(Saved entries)
>>>
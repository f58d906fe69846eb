use std::{fs, path::Path};

use anyhow::{Context, Result};
use serde::Deserialize;

use crate::{
    camera::CameraConfig, debounce::DebounceConfig, gesture::ClassifierConfig,
    landmark::DetectorConfig, sink::SinkConfig,
};

/// Every tunable in one place, loadable from a TOML file. Any section or
/// key left out of the file keeps its default, so a config file only needs
/// to name what it changes.
#[derive(Clone, Debug, Default, Deserialize)]
#[serde(default)]
pub struct AppConfig {
    pub camera: CameraConfig,
    pub detector: DetectorConfig,
    pub classifier: ClassifierConfig,
    pub debounce: DebounceConfig,
    pub sink: SinkConfig,
}

pub fn load(path: Option<&str>) -> Result<AppConfig> {
    let Some(path) = path else {
        return Ok(AppConfig::default());
    };

    let raw = fs::read_to_string(Path::new(path))
        .with_context(|| format!("failed to read config file {path}"))?;
    toml::from_str(&raw).with_context(|| format!("failed to parse config file {path}"))
}
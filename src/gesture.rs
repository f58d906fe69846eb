use serde::Deserialize;

use crate::types::{GestureLabel, HandSkeleton, Landmark, landmarks};

/// (tip, base knuckle) landmark pairs for the four tracked fingers. The
/// thumb is deliberately left out; its tip-to-wrist distance barely changes
/// between an open hand and a fist.
const TRACKED_FINGERS: [(usize, usize); 4] = [
    (landmarks::INDEX_TIP, landmarks::INDEX_MCP),
    (landmarks::MIDDLE_TIP, landmarks::MIDDLE_MCP),
    (landmarks::RING_TIP, landmarks::RING_MCP),
    (landmarks::PINKY_TIP, landmarks::PINKY_MCP),
];

#[derive(Clone, Debug, Deserialize)]
#[serde(default)]
pub struct ClassifierConfig {
    /// A finger counts as curled when its tip sits closer to the wrist than
    /// `curl_tolerance` times its base knuckle's distance to the wrist. Both
    /// distances are measured from the same wrist point, so the test is
    /// invariant to hand size and distance from the camera.
    pub curl_tolerance: f32,
    /// Curled-finger count at or above which the hand reads as Closed.
    pub closed_min_curled: usize,
    /// Curled-finger count at or below which the hand reads as Open.
    pub open_max_curled: usize,
}

impl Default for ClassifierConfig {
    fn default() -> Self {
        Self {
            curl_tolerance: 1.2,
            closed_min_curled: 3,
            open_max_curled: 1,
        }
    }
}

pub struct GestureClassifier {
    cfg: ClassifierConfig,
}

impl GestureClassifier {
    pub fn new(cfg: ClassifierConfig) -> Self {
        Self { cfg }
    }

    /// Reduce one skeleton to a gesture label. Pure and stateless; distances
    /// are taken in the 2-D image plane only.
    pub fn classify(&self, hand: &HandSkeleton) -> GestureLabel {
        let wrist = hand.point(landmarks::WRIST);

        let curled = TRACKED_FINGERS
            .iter()
            .filter(|&&(tip, mcp)| {
                let tip_dist = planar_distance(hand.point(tip), wrist);
                let base_dist = planar_distance(hand.point(mcp), wrist);
                tip_dist < base_dist * self.cfg.curl_tolerance
            })
            .count();

        if curled >= self.cfg.closed_min_curled {
            GestureLabel::Closed
        } else if curled <= self.cfg.open_max_curled {
            GestureLabel::Open
        } else {
            GestureLabel::Ambiguous
        }
    }

    /// Fold per-hand labels into the single label handed to the debouncer.
    /// Hands are taken in detection order and the last decisive label wins;
    /// an Ambiguous hand never overwrites an earlier decisive one. No hands
    /// at all reads as Ambiguous.
    pub fn net_gesture(&self, hands: &[HandSkeleton]) -> GestureLabel {
        let mut net = GestureLabel::Ambiguous;
        for hand in hands {
            match self.classify(hand) {
                GestureLabel::Ambiguous => {}
                label => net = label,
            }
        }
        net
    }
}

fn planar_distance(a: Landmark, b: Landmark) -> f32 {
    ((a.x - b.x).powi(2) + (a.y - b.y).powi(2)).sqrt()
}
<<<
→ **Assignment**
Only the number is needed. Say how many lines of the entries contain "Result".

→ **Response**
2